Task to carry out:
The records sit below. Return every line in them that holds the word "async".

Records for the exercise:
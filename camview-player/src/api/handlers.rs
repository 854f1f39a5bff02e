//! HTTP request handlers
//!
//! Feed registry, playback control and player-signal endpoints. Every
//! playback endpoint answers with the negotiator snapshot after the request
//! was applied.

use crate::api::server::AppContext;
use crate::error::Error;
use crate::feeds::FeedRegistry;
use axum::{
    extract::{Path, State},
    http::StatusCode,
    Json,
};
use camview_common::events::{
    BindingId, CamviewEvent, FeedInfo, PlaybackSnapshot, PlayerSignal,
};
use serde::{Deserialize, Serialize};
use tracing::{debug, error, info, warn};
use uuid::Uuid;

// ============================================================================
// Request/Response Types
// ============================================================================

#[derive(Debug, Serialize)]
pub struct HealthResponse {
    status: String,
    module: String,
    version: String,
}

#[derive(Debug, Serialize, Deserialize)]
pub struct StatusResponse {
    pub status: String,
}

#[derive(Debug, Serialize, Deserialize)]
pub struct FeedListResponse {
    pub feeds: Vec<FeedInfo>,
    pub selected: Option<Uuid>,
}

#[derive(Debug, Deserialize)]
pub struct AddFeedRequest {
    #[serde(default)]
    name: String,
    locator: String,
}

#[derive(Debug, Deserialize)]
pub struct LocatorRequest {
    locator: String,
}

#[derive(Debug, Deserialize)]
pub struct PlayerSignalRequest {
    binding: BindingId,
    signal: PlayerSignal,
}

type ApiError = (StatusCode, Json<StatusResponse>);
type ApiResult<T> = Result<Json<T>, ApiError>;

fn api_error(e: Error) -> ApiError {
    let status = match &e {
        Error::FeedNotFound(_) => StatusCode::NOT_FOUND,
        Error::BadRequest(_) => StatusCode::BAD_REQUEST,
        Error::InvalidState(_) => StatusCode::CONFLICT,
        Error::NegotiatorUnavailable => StatusCode::SERVICE_UNAVAILABLE,
        Error::Config(_) | Error::Http(_) => StatusCode::INTERNAL_SERVER_ERROR,
    };

    if status.is_server_error() {
        error!("Request failed: {}", e);
    } else {
        debug!("Request rejected: {}", e);
    }

    (
        status,
        Json(StatusResponse {
            status: format!("error: {}", e),
        }),
    )
}

fn publish_feeds(ctx: &AppContext, registry: &FeedRegistry, playing: bool) {
    ctx.event_bus.emit_lossy(CamviewEvent::FeedsChanged {
        feeds: registry.list(playing),
        selected: registry.selected_id(),
        timestamp: chrono::Utc::now(),
    });
}

// ============================================================================
// Health Endpoint
// ============================================================================

/// GET /health
pub async fn health() -> Json<HealthResponse> {
    Json(HealthResponse {
        status: "ok".to_string(),
        module: "camview-player".to_string(),
        version: env!("CARGO_PKG_VERSION").to_string(),
    })
}

// ============================================================================
// Feed Endpoints
// ============================================================================

/// GET /feeds
pub async fn list_feeds(State(ctx): State<AppContext>) -> ApiResult<FeedListResponse> {
    let registry = ctx.feeds.lock().await;
    let snapshot = ctx.negotiator.snapshot().await.map_err(api_error)?;

    Ok(Json(FeedListResponse {
        feeds: registry.list(snapshot.playing_intent),
        selected: registry.selected_id(),
    }))
}

/// POST /feeds
pub async fn add_feed(
    State(ctx): State<AppContext>,
    Json(request): Json<AddFeedRequest>,
) -> Result<(StatusCode, Json<FeedInfo>), ApiError> {
    let mut registry = ctx.feeds.lock().await;
    let feed = registry
        .add(&request.name, &request.locator)
        .map_err(api_error)?;
    info!("Added feed '{}' ({})", feed.name, feed.locator);

    let snapshot = ctx.negotiator.snapshot().await.map_err(api_error)?;
    publish_feeds(&ctx, &registry, snapshot.playing_intent);

    Ok((
        StatusCode::CREATED,
        Json(FeedInfo {
            id: feed.id,
            name: feed.name,
            locator: feed.locator,
            connected: false,
        }),
    ))
}

/// DELETE /feeds/:feed_id
///
/// Removing the selected feed stops playback and clears the locator.
pub async fn remove_feed(
    State(ctx): State<AppContext>,
    Path(feed_id): Path<Uuid>,
) -> ApiResult<StatusResponse> {
    let mut registry = ctx.feeds.lock().await;
    let (feed, was_selected) = registry.remove(feed_id).map_err(api_error)?;
    info!("Removed feed '{}'", feed.name);

    let snapshot = if was_selected {
        ctx.negotiator
            .set_playing_intent(false)
            .await
            .map_err(api_error)?;
        ctx.negotiator.set_locator("").await.map_err(api_error)?
    } else {
        ctx.negotiator.snapshot().await.map_err(api_error)?
    };
    publish_feeds(&ctx, &registry, snapshot.playing_intent);

    Ok(Json(StatusResponse {
        status: "removed".to_string(),
    }))
}

/// POST /feeds/:feed_id/select
pub async fn select_feed(
    State(ctx): State<AppContext>,
    Path(feed_id): Path<Uuid>,
) -> ApiResult<PlaybackSnapshot> {
    let mut registry = ctx.feeds.lock().await;
    let feed = registry.select(feed_id).map_err(api_error)?;
    info!("Selected feed '{}'", feed.name);

    let snapshot = ctx
        .negotiator
        .set_locator(feed.locator)
        .await
        .map_err(api_error)?;
    publish_feeds(&ctx, &registry, snapshot.playing_intent);

    Ok(Json(snapshot))
}

// ============================================================================
// Playback Endpoints
// ============================================================================

/// POST /playback/connect
///
/// Rejected with 409 while no locator is set.
pub async fn connect(State(ctx): State<AppContext>) -> ApiResult<PlaybackSnapshot> {
    let registry = ctx.feeds.lock().await;
    let current = ctx.negotiator.snapshot().await.map_err(api_error)?;
    if current.locator.trim().is_empty() {
        return Err(api_error(Error::InvalidState(
            "no stream locator set".to_string(),
        )));
    }

    let snapshot = ctx
        .negotiator
        .set_playing_intent(true)
        .await
        .map_err(api_error)?;
    publish_feeds(&ctx, &registry, snapshot.playing_intent);

    Ok(Json(snapshot))
}

/// POST /playback/disconnect
pub async fn disconnect(State(ctx): State<AppContext>) -> ApiResult<PlaybackSnapshot> {
    let registry = ctx.feeds.lock().await;
    let snapshot = ctx
        .negotiator
        .set_playing_intent(false)
        .await
        .map_err(api_error)?;
    publish_feeds(&ctx, &registry, snapshot.playing_intent);

    Ok(Json(snapshot))
}

/// POST /playback/locator
///
/// A locator typed directly deselects any feed it does not belong to.
pub async fn set_locator(
    State(ctx): State<AppContext>,
    Json(request): Json<LocatorRequest>,
) -> ApiResult<PlaybackSnapshot> {
    let mut registry = ctx.feeds.lock().await;
    if registry
        .selected()
        .is_some_and(|feed| feed.locator != request.locator)
    {
        registry.clear_selection();
    }

    let snapshot = ctx
        .negotiator
        .set_locator(request.locator)
        .await
        .map_err(api_error)?;
    publish_feeds(&ctx, &registry, snapshot.playing_intent);

    Ok(Json(snapshot))
}

/// POST /playback/retry
pub async fn retry(State(ctx): State<AppContext>) -> ApiResult<PlaybackSnapshot> {
    let snapshot = ctx
        .negotiator
        .request_manual_retry()
        .await
        .map_err(api_error)?;
    Ok(Json(snapshot))
}

/// GET /playback/state
pub async fn get_playback_state(State(ctx): State<AppContext>) -> ApiResult<PlaybackSnapshot> {
    let snapshot = ctx.negotiator.snapshot().await.map_err(api_error)?;
    Ok(Json(snapshot))
}

// ============================================================================
// Player Primitive Endpoint
// ============================================================================

/// POST /player/signal
///
/// Ready / buffer-end / error from the browser media element. Signals for a
/// binding that is no longer active are accepted and ignored.
pub async fn player_signal(
    State(ctx): State<AppContext>,
    Json(request): Json<PlayerSignalRequest>,
) -> ApiResult<PlaybackSnapshot> {
    if request.signal == PlayerSignal::Error {
        warn!("Player {} reported an error", request.binding);
    }

    let snapshot = ctx
        .negotiator
        .player_signal(request.binding, request.signal)
        .await
        .map_err(api_error)?;
    Ok(Json(snapshot))
}
//! Recovery timer seam
//!
//! After both delivery modes fail the negotiator arms one recovery timer.
//! The timer is an owned handle: dropping it cancels the pending callback, so
//! every path out of `Failed` releases it simply by letting go of the handle.

use std::time::Duration;

/// Identifies one arming of the recovery timer
///
/// A due notification carrying a ticket other than the armed one is stale.
#[derive(Debug, Clone, Copy, PartialEq, Eq, PartialOrd, Ord, Hash)]
pub struct RecoveryTicket(pub u64);

impl std::fmt::Display for RecoveryTicket {
    fn fmt(&self, f: &mut std::fmt::Formatter<'_>) -> std::fmt::Result {
        write!(f, "recovery#{}", self.0)
    }
}

/// Owned, cancelable handle to an armed recovery timer
///
/// Cancels on drop unless the timer already fired.
pub struct RecoveryHandle {
    ticket: RecoveryTicket,
    cancel: Option<Box<dyn FnOnce() + Send>>,
}

impl RecoveryHandle {
    pub fn new(ticket: RecoveryTicket, cancel: impl FnOnce() + Send + 'static) -> Self {
        Self {
            ticket,
            cancel: Some(Box::new(cancel)),
        }
    }

    pub fn ticket(&self) -> RecoveryTicket {
        self.ticket
    }

    /// Consume a handle whose timer has fired; nothing is left to cancel.
    pub fn fired(mut self) {
        self.cancel = None;
    }
}

impl Drop for RecoveryHandle {
    fn drop(&mut self) {
        if let Some(cancel) = self.cancel.take() {
            cancel();
        }
    }
}

impl std::fmt::Debug for RecoveryHandle {
    fn fmt(&self, f: &mut std::fmt::Formatter<'_>) -> std::fmt::Result {
        f.debug_struct("RecoveryHandle")
            .field("ticket", &self.ticket)
            .finish()
    }
}

/// Schedules recovery callbacks
///
/// When `delay` elapses the implementation must deliver `ticket` back to the
/// negotiator (`Negotiator::on_recovery_due`). Dropping the returned handle
/// before then must prevent delivery.
pub trait RecoveryScheduler {
    fn arm(&mut self, ticket: RecoveryTicket, delay: Duration) -> RecoveryHandle;
}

Answer:
pub async fn health() -> Json<HealthResponse> {
pub async fn list_feeds(State(ctx): State<AppContext>) -> ApiResult<FeedListResponse> {
pub async fn add_feed(
pub async fn remove_feed(
pub async fn select_feed(
pub async fn connect(State(ctx): State<AppContext>) -> ApiResult<PlaybackSnapshot> {
pub async fn disconnect(State(ctx): State<AppContext>) -> ApiResult<PlaybackSnapshot> {
pub async fn set_locator(
pub async fn retry(State(ctx): State<AppContext>) -> ApiResult<PlaybackSnapshot> {
pub async fn get_playback_state(State(ctx): State<AppContext>) -> ApiResult<PlaybackSnapshot> {
pub async fn player_signal(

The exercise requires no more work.